Неаполь и Тоскана. Физиономии итальянских земель - [64]

Шрифт
Интервал

. Тюрьма Лоренцини, маленькая, круглая и совершенно темная, занимает самый центр башни. По обеим ее сторонам два низенькие, узкие, сырые коридоры, извивающиеся дугами по обеим ее сторонам; коридоры, которые называют тюрьмами двух сестер. А, так вот она наконец, желаемая:

Легенда о двух сестрах

Легенду эту рассказал мне не чичероне… Он даже уверял меня, что и тут легенды никакой нет, что тюрьмы называются вовсе не двух сестер, а две сестры, и что называются они так, потому что совершенно похожи одна на другую… Это был сущий вздор, и я прямо из крепости пошел в кофейную… После нескольких стаканов крепкого пунша, я рассказал сам синьору Калан легенду о Вельтриции и Патриции. «Ведь это легенда о двух сестрах?» – спросил я его в заключение. Молчание – знак согласия. А синьор Калан отвечал молчанием: он спал глубоким сном, склоня на собственное свое плечо свою лысую голову…

Недалеко за городом находится городок смерти – la Necropoli, место, в котором рыскают обыкновенно англичане и разрывают на нем всю землю, в надежде докопаться до чего-нибудь очень хорошего. До сих пор еще это им не удалось, но тем более остается надежды на будущее…

Имя Некрополя обещало… Мы шли около получасу по каменистой дороге. Солнце палило отчаянно и не было ни одного деревца, которое могло бы догадаться бросить на нас спасительную тень… Остановились мы наконец у свиного хлева; чичероне пробормотал что— то и вдруг исчез, словно сквозь землю провалился. Замечу, что это последнее в Вольтерре вовсе не так трудно, как может показаться на первый взгляд, и есть надежда, что скоро весь город наконец исчезнет под землей – но об этом впоследствии, потому что в ту минуту я вовсе не думал об этом и ни о чем другом… Солнце палило так, что было вовсе не до думанья… Гармоническое хрюканье свиньи раздавалось из хлева. В стороне стоял высокий деревянный крест, со всеми принадлежностями, то есть с петухом на верху, с прислоненным копьем и пр. Под крестом сидела какая-то фигура, которую я с первого раза не принял за человеческую, но со второго принял…

– Зачем стоит тут этот крест? – спросил я ее, желая начать интересный разговор.

– Поставили…

Я остался совершенно озадачен таким рациональным и логическим ответом!..

– Да кто же поставил? – спросил я.

– Кто? Бальдассаро – добрый человек (Baldassarro il Buon uomo).

– Да кто же был этот Бальдассаро – добрый человек?

– Бальдассаро – добрый человек.

Чичероне появился в сообществе какой-то пожилой женщины. Я ошибся не многим: он действительно вылезал из-под земли…

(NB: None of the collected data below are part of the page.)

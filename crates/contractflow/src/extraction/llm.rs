use std::collections::{HashMap, HashSet};
use std::sync::Arc;

use async_trait::async_trait;
use secrecy::SecretString;
use tokio_util::sync::CancellationToken;
use tracing::{info, warn};

use crate::client::{ApiClient, ClientError};
use crate::config::BackendConfig;
use crate::extraction::prompt::{self, ModelReply};
use crate::extraction::{
    Extraction, ExtractionError, ExtractionRequest, Extractor, IntermediateRecord, ModelAttempt,
};
use crate::processor::Block;
use crate::router::ModelRouter;
use crate::secrets;

struct Backend {
    config: BackendConfig,
    /// Resolution failures are kept so that choosing this backend counts as
    /// an invocation failure instead of aborting startup.
    api_key: Result<Option<SecretString>, String>,
}

/// Extraction through the model router and the shared API client.
pub struct LlmExtractor {
    router: Arc<ModelRouter>,
    client: Arc<ApiClient>,
    backends: HashMap<String, Backend>,
    max_blocks: usize,
}

impl LlmExtractor {
    pub fn new(
        router: Arc<ModelRouter>,
        client: Arc<ApiClient>,
        backends: &[BackendConfig],
        max_blocks: usize,
    ) -> Self {
        let backends = backends
            .iter()
            .map(|config| {
                let api_key = secrets::resolve_api_key(config).map_err(|e| {
                    warn!(model = %config.model, error = %e, "API key unavailable");
                    e.to_string()
                });
                (
                    config.model.clone(),
                    Backend {
                        config: config.clone(),
                        api_key,
                    },
                )
            })
            .collect();

        Self {
            router,
            client,
            backends,
            max_blocks,
        }
    }

    async fn invoke(
        &self,
        model: &str,
        document: &str,
        cancel: &CancellationToken,
    ) -> Result<ModelReply, ExtractionError> {
        let failed = |reason: String| ExtractionError::Invocation {
            model: model.to_string(),
            reason,
        };

        let backend = self
            .backends
            .get(model)
            .ok_or_else(|| failed("No backend configured for this model".to_string()))?;
        let api_key = backend.api_key.as_ref().map_err(|e| failed(e.clone()))?;
        let request = prompt::build_request(&backend.config, api_key.as_ref(), document)
            .map_err(failed)?;

        let response = match self.client.call(&request, true, cancel).await {
            Ok(response) => response,
            Err(ClientError::Cancelled) => return Err(ExtractionError::Cancelled),
            Err(e) => return Err(failed(e.to_string())),
        };
        prompt::parse_reply(backend.config.api_format, &response).map_err(failed)
    }

    fn attempt(&self, model: &str, reply: Option<&ModelReply>, error: Option<String>) -> ModelAttempt {
        let (input_tokens, output_tokens) = reply
            .map(|r| (r.input_tokens, r.output_tokens))
            .unwrap_or((0, 0));
        ModelAttempt {
            model: model.to_string(),
            success: error.is_none(),
            input_tokens,
            output_tokens,
            cost_usd: self.router.estimate_cost(model, input_tokens, output_tokens),
            error,
        }
    }
}

#[async_trait]
impl Extractor for LlmExtractor {
    async fn extract_all(
        &self,
        blocks: &[Block],
        request: &ExtractionRequest,
        cancel: &CancellationToken,
    ) -> Result<Extraction, ExtractionError> {
        let selection =
            self.router
                .select_model(request.signals, request.forced_model.as_deref(), request.mode);
        info!(
            model = %selection.model,
            reason = ?selection.reason,
            complexity = selection.complexity,
            is_scanned = selection.is_scanned,
            "Model selected"
        );

        if blocks.is_empty() {
            info!("No content blocks, skipping model invocation");
            return Ok(Extraction {
                record: IntermediateRecord::default(),
                selection,
                attempts: Vec::new(),
                tokens_used: 0,
                cost_usd: 0.0,
            });
        }

        let document = prompt::render_blocks(blocks, self.max_blocks);
        let mut attempts: Vec<ModelAttempt> = Vec::new();
        let mut tried = HashSet::new();
        let mut model = selection.model.clone();

        loop {
            if cancel.is_cancelled() {
                return Err(ExtractionError::Cancelled);
            }
            tried.insert(model.clone());

            let outcome = match self.invoke(&model, &document, cancel).await {
                Ok(reply) => match IntermediateRecord::from_model_output(&reply.content) {
                    Ok(record) => Ok((reply, record)),
                    Err(e) => Err((Some(reply), format!("Unparseable model output: {}", e))),
                },
                Err(ExtractionError::Invocation { reason, .. }) => Err((None, reason)),
                Err(e) => return Err(e),
            };

            match outcome {
                Ok((reply, mut record)) => {
                    attempts.push(self.attempt(&model, Some(&reply), None));
                    record.source_blocks = blocks.len();
                    let tokens_used = attempts
                        .iter()
                        .map(|a| a.input_tokens + a.output_tokens)
                        .sum();
                    let cost = attempts.iter().map(|a| a.cost_usd).sum::<f64>();
                    return Ok(Extraction {
                        record,
                        selection,
                        attempts,
                        tokens_used,
                        cost_usd: (cost * 1e6).round() / 1e6,
                    });
                }
                Err((reply, reason)) => {
                    warn!(model = %model, error = %reason, "Model invocation failed");
                    attempts.push(self.attempt(&model, reply.as_ref(), Some(reason.clone())));

                    match self
                        .router
                        .get_fallback(&model)
                        .filter(|next| !tried.contains(next))
                    {
                        Some(next) => {
                            info!(from = %model, to = %next, "Falling back to next model");
                            model = next;
                        }
                        None => {
                            return Err(ExtractionError::FallbackExhausted {
                                reason: selection.reason,
                                tried: attempts.into_iter().map(|a| a.model).collect(),
                                last_error: reason,
                            })
                        }
                    }
                }
            }
        }
    }
}
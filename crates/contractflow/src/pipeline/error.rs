use thiserror::Error;

use crate::error::ProcessError;
use crate::extraction::ExtractionError;
use crate::storage::StorageError;
use crate::validation::ValidationError;

use super::stage::Stage;

/// A failure inside one stage. Every variant but `Validation` is fatal
/// for the job.
#[derive(Error, Debug)]
pub enum StageError {
    #[error("Classification failed: {0}")]
    Classification(#[source] ProcessError),

    #[error(transparent)]
    Process(#[from] ProcessError),

    #[error("Entity extraction failed: {0}")]
    Extraction(#[from] ExtractionError),

    #[error(transparent)]
    Validation(#[from] ValidationError),

    #[error("Storage failed: {0}")]
    Storage(#[from] StorageError),

    /// Classification succeeded but found content no path handles.
    #[error("Unsupported document format: {0}")]
    UnsupportedContent(String),

    /// A stage ran without the output of the stage it depends on.
    #[error("Missing input for stage: {0}")]
    MissingInput(&'static str),

    #[error("Stage cancelled")]
    Cancelled,
}

impl StageError {
    pub fn is_cancelled(&self) -> bool {
        matches!(
            self,
            StageError::Cancelled | StageError::Extraction(ExtractionError::Cancelled)
        )
    }
}

#[derive(Error, Debug)]
pub enum PipelineError {
    /// No processing path accepts the document: either its extension is
    /// unknown (raised before any stage runs) or classification found
    /// content none of the paths handle.
    #[error("Unsupported document format: {0}")]
    UnsupportedFormat(String),

    #[error("Stage '{stage}' failed: {source}")]
    Stage {
        stage: Stage,
        #[source]
        source: StageError,
    },

    #[error("Job cancelled before stage '{0}'")]
    Cancelled(Stage),

    /// The audit trail could not be written, so the job cannot vouch for
    /// what it did.
    #[error("Audit trail write failed ({what}): {source}")]
    Audit {
        what: &'static str,
        #[source]
        source: StorageError,
    },
}
//! Document complexity signal fed to the model router.

use crate::processor::{Block, BlockKind};

const WEIGHT_OCR: f64 = 0.4;
const WEIGHT_TABLES: f64 = 0.3;
const WEIGHT_LENGTH: f64 = 0.15;
const WEIGHT_FRAGMENTATION: f64 = 0.15;

/// Page count at which the length component saturates.
const LONG_DOCUMENT_PAGES: f64 = 50.0;
/// Blocks with fewer words than this count as fragments.
const FRAGMENT_WORDS: usize = 5;

/// Scores how hard a document will be to extract, from 0.0 to 1.0.
///
/// Combines poor OCR confidence (scanned documents only), the share of
/// table-like blocks, document length and how fragmented the text is.
pub fn complexity_score(blocks: &[Block], page_count: u32, ocr_confidence: Option<f64>) -> f64 {
    let ocr = ocr_confidence
        .map(|c| 1.0 - c.clamp(0.0, 1.0))
        .unwrap_or(0.0);

    let (tables, fragments) = blocks.iter().fold((0usize, 0usize), |(t, f), block| {
        (
            t + usize::from(block.kind == BlockKind::Table),
            f + usize::from(block.kind != BlockKind::Heading && block.word_count() < FRAGMENT_WORDS),
        )
    });
    let share = |n: usize| {
        if blocks.is_empty() {
            0.0
        } else {
            n as f64 / blocks.len() as f64
        }
    };

    let length = (f64::from(page_count) / LONG_DOCUMENT_PAGES).min(1.0);

    let score = WEIGHT_OCR * ocr
        + WEIGHT_TABLES * share(tables)
        + WEIGHT_LENGTH * length
        + WEIGHT_FRAGMENTATION * share(fragments);
    (score.clamp(0.0, 1.0) * 1e4).round() / 1e4
}
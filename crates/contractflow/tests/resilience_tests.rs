//! Retries, rate limiting, cancellation, concurrency and degraded storage
//! across whole jobs.

mod common;

use std::sync::Arc;
use std::time::Duration;

use tokio::time::Instant;
use tokio_util::sync::CancellationToken;

use contractflow::client::{ApiClient, ClientConfig};
use contractflow::processor::Processors;
use contractflow::router::ModelRouter;
use contractflow::validation::ContractValidator;
use contractflow::worker::{JobInput, WorkerPool};
use contractflow::{Config, LlmExtractor, MemoryStore, Pipeline, PipelineParts, TransportError};

use common::transport::{reply_for, ANTHROPIC_HOST, DEEPSEEK_HOST};
use common::{
    sample_pdf, sample_png, ConfigBuilder, ScriptedTransport, TestHarness, COMPLETE_RECORD,
    CONTRACT_XML,
};

fn lease_pdf() -> Vec<u8> {
    sample_pdf(&["This Lease Agreement is made between Acme GmbH and Beta Ltd."])
}

/// The default backend never connects; every other backend answers.
fn flaky_default() -> Arc<ScriptedTransport> {
    ScriptedTransport::new(|host, _| {
        if host == DEEPSEEK_HOST {
            Err(TransportError::Connect("connection refused".into()))
        } else {
            Ok(reply_for(host, COMPLETE_RECORD))
        }
    })
}

#[tokio::test(start_paused = true)]
async fn test_backoff_exhausted_before_fallback() {
    let harness = TestHarness::with_config(ConfigBuilder::new().retries(3, 1000), flaky_default());

    let started = Instant::now();
    let result = harness.process("lease.pdf", lease_pdf()).await;

    assert!(result.success, "{:?}", result.error);
    // 1 + 2 + 4 seconds of backoff on the default worker.
    assert!(started.elapsed() >= Duration::from_secs(7));
    assert_eq!(
        harness.transport.hosts(),
        vec![
            DEEPSEEK_HOST,
            DEEPSEEK_HOST,
            DEEPSEEK_HOST,
            DEEPSEEK_HOST,
            ANTHROPIC_HOST
        ]
    );
}

#[tokio::test(start_paused = true)]
async fn test_rate_limit_spans_jobs() {
    let harness = TestHarness::with_config(
        ConfigBuilder::new().rate_limit(2, 1.0),
        ScriptedTransport::always(COMPLETE_RECORD),
    );

    for _ in 0..4 {
        let result = harness.process("lease.pdf", lease_pdf()).await;
        assert!(result.success, "{:?}", result.error);
    }

    let sent = harness.transport.sent_at();
    assert_eq!(sent.len(), 4);
    let first = sent[0];
    assert!(sent[1].duration_since(first) < Duration::from_millis(100));
    assert!(sent[2].duration_since(first) >= Duration::from_secs(1));
    assert!(sent[3].duration_since(first) >= Duration::from_secs(1));
}

#[tokio::test(start_paused = true)]
async fn test_cancel_during_backoff_stops_job() {
    let harness = TestHarness::with_config(ConfigBuilder::new().retries(3, 1000), flaky_default());
    let cancel = CancellationToken::new();

    let canceller = {
        let cancel = cancel.clone();
        tokio::spawn(async move {
            tokio::time::sleep(Duration::from_millis(1500)).await;
            cancel.cancel();
        })
    };

    let started = Instant::now();
    let result = harness
        .pipeline()
        .process_document(JobInput::new("doc", "lease.pdf", lease_pdf()), &cancel)
        .await;
    canceller.await.unwrap();

    assert!(!result.success);
    assert!(started.elapsed() < Duration::from_secs(7));
    assert!(result.error.as_deref().unwrap().contains("cancelled"));
    assert_eq!(result.stages.last().unwrap().stage.as_str(), "entity_extraction");
    assert!(harness
        .transport
        .hosts()
        .iter()
        .all(|host| host == DEEPSEEK_HOST));

    let job = harness.store.find_job(&result.job_id).unwrap().unwrap();
    assert_eq!(job.status, "failed");
}

#[tokio::test]
async fn test_cancelled_before_start_runs_no_stage() {
    let harness = TestHarness::new(ScriptedTransport::always(COMPLETE_RECORD));
    let cancel = CancellationToken::new();
    cancel.cancel();

    let result = harness
        .pipeline()
        .process_document(JobInput::new("doc", "supply.xml", CONTRACT_XML.into()), &cancel)
        .await;

    assert!(!result.success);
    assert!(result.stages.is_empty());
    assert!(harness.logged_stages(&result.job_id).is_empty());
    assert!(result
        .error
        .unwrap()
        .contains("Job cancelled before stage 'classification'"));
}

#[tokio::test(flavor = "multi_thread", worker_threads = 4)]
async fn test_worker_pool_keeps_jobs_apart() {
    let harness = TestHarness::with_config(
        ConfigBuilder::new().worker_count(3),
        ScriptedTransport::always(COMPLETE_RECORD),
    );
    let mut pool = WorkerPool::new(harness.pipeline(), harness.config.worker_count);

    let documents: Vec<(&str, Vec<u8>, usize)> = vec![
        ("a.xml", CONTRACT_XML.as_bytes().to_vec(), 4),
        ("b.pdf", lease_pdf(), 5),
        ("c.png", sample_png(), 6),
        ("d.xml", CONTRACT_XML.as_bytes().to_vec(), 4),
        ("e.pdf", lease_pdf(), 5),
        ("f.png", sample_png(), 6),
    ];
    for (name, bytes, _) in &documents {
        pool.submit(JobInput::new(*name, *name, bytes.clone()))
            .await
            .unwrap();
    }

    let mut results = Vec::new();
    for _ in 0..documents.len() {
        results.push(pool.recv_result().await.unwrap());
    }
    pool.shutdown();
    pool.wait().await;

    assert!(results.iter().all(|r| r.success), "{:?}", results);
    for result in &results {
        let job = harness.store.find_job(&result.job_id).unwrap().unwrap();
        let expected = documents
            .iter()
            .find(|(name, _, _)| *name == job.document_id)
            .map(|(_, _, stages)| *stages)
            .unwrap();
        assert_eq!(harness.logged_stages(&result.job_id).len(), expected);
        assert_eq!(result.stages.len(), expected);
    }

    let mut ids: Vec<_> = results.iter().map(|r| r.job_id.clone()).collect();
    ids.sort();
    ids.dedup();
    assert_eq!(ids.len(), documents.len());
}

fn memory_pipeline(
    config: &Config,
    transport: Arc<ScriptedTransport>,
    store: Arc<MemoryStore>,
) -> Pipeline {
    let router = Arc::new(ModelRouter::from_config(config));
    let client = Arc::new(ApiClient::with_transport(
        ClientConfig::from_settings(&config.client),
        transport,
    ));
    let parts = PipelineParts {
        processors: Processors::from_settings(&config.pipeline).unwrap(),
        extractor: Arc::new(LlmExtractor::new(
            Arc::clone(&router),
            client,
            &config.backends,
            100,
        )),
        validator: Arc::new(ContractValidator::new()),
        audit: store.clone(),
        records: store,
        router,
    };
    Pipeline::new(parts, config.pipeline.clone(), false)
}

#[tokio::test]
async fn test_job_row_outage_rejects_job() {
    let config = ConfigBuilder::new().build();
    let transport = ScriptedTransport::always(COMPLETE_RECORD);
    let store = Arc::new(MemoryStore::new());
    store.fail_audit_writes(true);
    let pipeline = memory_pipeline(&config, transport.clone(), store.clone());

    let result = pipeline
        .process_document(
            JobInput::new("doc", "lease.pdf", lease_pdf()),
            &CancellationToken::new(),
        )
        .await;

    assert!(!result.success);
    assert!(result
        .error
        .unwrap()
        .contains("Audit trail write failed (create job)"));
    assert!(result.stages.is_empty());
    assert!(result.record_id.is_none());
    assert_eq!(transport.calls(), 0);
}

#[tokio::test]
async fn test_stage_log_outage_stops_job() {
    let config = ConfigBuilder::new().build();
    let transport = ScriptedTransport::always(COMPLETE_RECORD);
    let store = Arc::new(MemoryStore::new());
    store.fail_stage_writes(true);
    let pipeline = memory_pipeline(&config, transport.clone(), store.clone());

    let result = pipeline
        .process_document(
            JobInput::new("doc", "lease.pdf", lease_pdf()),
            &CancellationToken::new(),
        )
        .await;

    assert!(!result.success);
    assert!(result.error.as_ref().unwrap().contains("append stage log"));
    assert_eq!(result.stage_names(), vec!["classification"]);
    assert_eq!(transport.calls(), 0);
    let job = store.job(&result.job_id).unwrap();
    assert_eq!(job.status.as_str(), "failed");
    assert!(job.record_id.is_none());
}

#[tokio::test]
async fn test_record_store_outage_fails_storage_stage() {
    let config = ConfigBuilder::new().build();
    let store = Arc::new(MemoryStore::new());
    store.fail_record_saves(true);
    let pipeline = memory_pipeline(
        &config,
        ScriptedTransport::always(COMPLETE_RECORD),
        store.clone(),
    );

    let result = pipeline
        .process_document(
            JobInput::new("doc", "supply.xml", CONTRACT_XML.into()),
            &CancellationToken::new(),
        )
        .await;

    assert!(!result.success);
    let last = result.stages.last().unwrap();
    assert_eq!(last.stage.as_str(), "storage");
    assert_eq!(last.status.as_str(), "failed");
    assert_eq!(store.stages(&result.job_id).len(), 4);
}
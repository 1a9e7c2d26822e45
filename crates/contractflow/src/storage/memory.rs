//! In-process audit log and record store, for dry runs and tests.

use std::collections::HashMap;
use std::sync::atomic::{AtomicBool, Ordering};
use std::sync::{Mutex, MutexGuard};

use crate::extraction::IntermediateRecord;
use crate::pipeline::StageRecord;
use crate::validation::QualityIssue;
use crate::worker::DocumentJob;

use super::{AuditLog, RecordStore, StorageError};

#[derive(Default)]
struct State {
    jobs: HashMap<String, DocumentJob>,
    stages: Vec<StageRecord>,
    issues: Vec<QualityIssue>,
    records: HashMap<String, (String, IntermediateRecord)>,
}

/// Keeps everything in memory. Audit writes or record saves can be made to
/// fail on demand.
#[derive(Default)]
pub struct MemoryStore {
    state: Mutex<State>,
    fail_audit: AtomicBool,
    fail_stages: AtomicBool,
    fail_records: AtomicBool,
}

impl MemoryStore {
    pub fn new() -> Self {
        Self::default()
    }

    /// Every audit write fails with [`StorageError::Unavailable`].
    pub fn fail_audit_writes(&self, fail: bool) {
        self.fail_audit.store(fail, Ordering::SeqCst);
    }

    /// Only `append_stage` fails; job rows and issues are still written.
    pub fn fail_stage_writes(&self, fail: bool) {
        self.fail_stages.store(fail, Ordering::SeqCst);
    }

    /// Every `save_record` fails with [`StorageError::Unavailable`].
    pub fn fail_record_saves(&self, fail: bool) {
        self.fail_records.store(fail, Ordering::SeqCst);
    }

    pub fn job(&self, job_id: &str) -> Option<DocumentJob> {
        self.lock().ok()?.jobs.get(job_id).cloned()
    }

    pub fn job_count(&self) -> usize {
        self.lock().map(|s| s.jobs.len()).unwrap_or(0)
    }

    /// Stage records of a job in append order.
    pub fn stages(&self, job_id: &str) -> Vec<StageRecord> {
        self.lock()
            .map(|s| {
                s.stages
                    .iter()
                    .filter(|r| r.job_id == job_id)
                    .cloned()
                    .collect()
            })
            .unwrap_or_default()
    }

    pub fn issues(&self, job_id: &str) -> Vec<QualityIssue> {
        self.lock()
            .map(|s| {
                s.issues
                    .iter()
                    .filter(|i| i.job_id == job_id)
                    .cloned()
                    .collect()
            })
            .unwrap_or_default()
    }

    pub fn record(&self, record_id: &str) -> Option<IntermediateRecord> {
        self.lock()
            .ok()?
            .records
            .get(record_id)
            .map(|(_, record)| record.clone())
    }

    fn lock(&self) -> Result<MutexGuard<'_, State>, StorageError> {
        self.state
            .lock()
            .map_err(|_| StorageError::Unavailable("memory store lock poisoned".to_string()))
    }

    fn check_audit(&self) -> Result<(), StorageError> {
        if self.fail_audit.load(Ordering::SeqCst) {
            return Err(StorageError::Unavailable("audit log offline".to_string()));
        }
        Ok(())
    }
}

impl AuditLog for MemoryStore {
    fn create_job(&self, job: &DocumentJob) -> Result<(), StorageError> {
        self.check_audit()?;
        self.lock()?.jobs.insert(job.id.clone(), job.clone());
        Ok(())
    }

    fn update_job(&self, job: &DocumentJob) -> Result<(), StorageError> {
        self.check_audit()?;
        self.lock()?.jobs.insert(job.id.clone(), job.clone());
        Ok(())
    }

    fn append_stage(&self, record: &StageRecord) -> Result<(), StorageError> {
        self.check_audit()?;
        if self.fail_stages.load(Ordering::SeqCst) {
            return Err(StorageError::Unavailable("stage log offline".to_string()));
        }
        self.lock()?.stages.push(record.clone());
        Ok(())
    }

    fn create_issue(&self, issue: &QualityIssue) -> Result<i64, StorageError> {
        self.check_audit()?;
        let mut state = self.lock()?;
        let id = state.issues.len() as i64 + 1;
        let mut issue = issue.clone();
        issue.id = Some(id);
        state.issues.push(issue);
        Ok(id)
    }
}

impl RecordStore for MemoryStore {
    fn save_record(
        &self,
        job_id: &str,
        record: &IntermediateRecord,
    ) -> Result<String, StorageError> {
        if self.fail_records.load(Ordering::SeqCst) {
            return Err(StorageError::Unavailable("record store offline".to_string()));
        }
        let id = uuid::Uuid::new_v4().to_string();
        self.lock()?
            .records
            .insert(id.clone(), (job_id.to_string(), record.clone()));
        Ok(id)
    }
}
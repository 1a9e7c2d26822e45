//! SQLite persistence for jobs, stage logs, quality issues, intermediate
//! records and routing outcomes.
//!
//! One connection per process, shared behind a mutex. Repositories are
//! free functions taking a [`Database`].

use std::path::{Path, PathBuf};
use std::sync::{Arc, Mutex};
use std::time::Duration;

use rusqlite::Connection;

pub mod error;
pub mod issue_repo;
pub mod job_repo;
pub mod migrations;
pub mod record_repo;
pub mod routing_repo;
pub mod stage_repo;

pub use error::DatabaseError;

/// How long a write waits on another process (e.g. `contractflow issues`
/// next to a running batch) before failing with `SQLITE_BUSY`.
const BUSY_TIMEOUT: Duration = Duration::from_secs(5);

/// Shared handle; clones see the same connection.
#[derive(Clone)]
pub struct Database {
    conn: Arc<Mutex<Connection>>,
}

impl Database {
    /// Opens or creates the file, enables WAL and brings the schema up to date.
    pub fn open(path: &Path) -> Result<Self, DatabaseError> {
        if let Some(parent) = path.parent().filter(|p| !p.as_os_str().is_empty()) {
            std::fs::create_dir_all(parent).map_err(|e| DatabaseError::CreateDir {
                path: parent.to_path_buf(),
                source: e,
            })?;
        }

        let conn = Connection::open(path)?;
        let mode: String =
            conn.pragma_update_and_check(None, "journal_mode", "WAL", |row| row.get(0))?;
        tracing::debug!(journal_mode = %mode, "Journal mode set");
        let db = Self::prepare(conn)?;
        tracing::info!(path = %path.display(), "Database opened");
        Ok(db)
    }

    pub fn open_in_memory() -> Result<Self, DatabaseError> {
        Self::prepare(Connection::open_in_memory()?)
    }

    fn prepare(conn: Connection) -> Result<Self, DatabaseError> {
        conn.busy_timeout(BUSY_TIMEOUT)?;
        conn.pragma_update(None, "foreign_keys", true)?;
        let applied = migrations::run_all(&conn)?;
        if applied > 0 {
            tracing::info!(applied, "Database schema migrated");
        }
        Ok(Self {
            conn: Arc::new(Mutex::new(conn)),
        })
    }

    /// Runs `f` with the connection locked.
    pub fn with_conn<F, T>(&self, f: F) -> Result<T, DatabaseError>
    where
        F: FnOnce(&Connection) -> Result<T, DatabaseError>,
    {
        let conn = self.conn.lock().map_err(|_| DatabaseError::LockPoisoned)?;
        f(&conn)
    }

    /// Highest applied migration.
    pub fn schema_version(&self) -> Result<u32, DatabaseError> {
        self.with_conn(migrations::current_version)
    }
}

/// `~/.contractflow/data/contractflow.db`
pub fn default_database_path() -> Option<PathBuf> {
    let home = dirs::home_dir()?;
    Some(home.join(".contractflow").join("data").join("contractflow.db"))
}

/// Current UTC time in RFC 3339, the format every timestamp column uses.
pub(crate) fn now_rfc3339() -> String {
    chrono::Utc::now().to_rfc3339()
}
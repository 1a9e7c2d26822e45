//! Document processing orchestrator.
//!
//! Classifies a document, picks one of three processing paths and runs the
//! path's stages strictly in order, logging exactly one [`StageRecord`]
//! per attempted stage.

pub mod context;
pub mod error;
pub mod path;
pub mod runner;
pub mod stage;

pub use context::PipelineContext;
pub use error::{PipelineError, StageError};
pub use path::ProcessingPath;
pub use runner::{Pipeline, PipelineParts};
pub use stage::{Stage, StageOutput, StageRecord, StageStatus};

– Я ходил за ключами, – объяснил он мне свое отсутствие.

Благословись, мы отправились в путь. Впереди шла толстая крестьянка с зажженной лампой. Она – единственная хранительница единственной, уцелевшей в настоящем виде над Вольтеррой римской гробницы, наполненной всякого рода интересными древностями. «Будь это в другой стране», – подумал я, – «тут бы приставили по крайней мере двух штатских или военных хранителей, с приличной канцелярией и главным штабом. Лучше ли бы от этого сохранились древности? Пусть ответят те, которые по 15 целковых покупали картины Рембрандта и др.».

Гробница эта очень интересна, но так как по милости свойственной всем человеческим глазам слабости, мои вовсе не были в состояли различать окружающие предметы при тусклой лампе, после яркого солнечного света, – то я могу сообщить только то, что наткнулся на какую-то должно быть урну, должно быть когда-то содержавшую в себе пепел какого-нибудь должно быть очень почтенного римского гражданина с двойным именем, кончавшимся два раза на us. Одним словом, я не могу выйти из гипотез; гипотезы же составлять можно очень удобно – и я думаю в настоящее время даже с большим удобством в России, чем в Вольтерре.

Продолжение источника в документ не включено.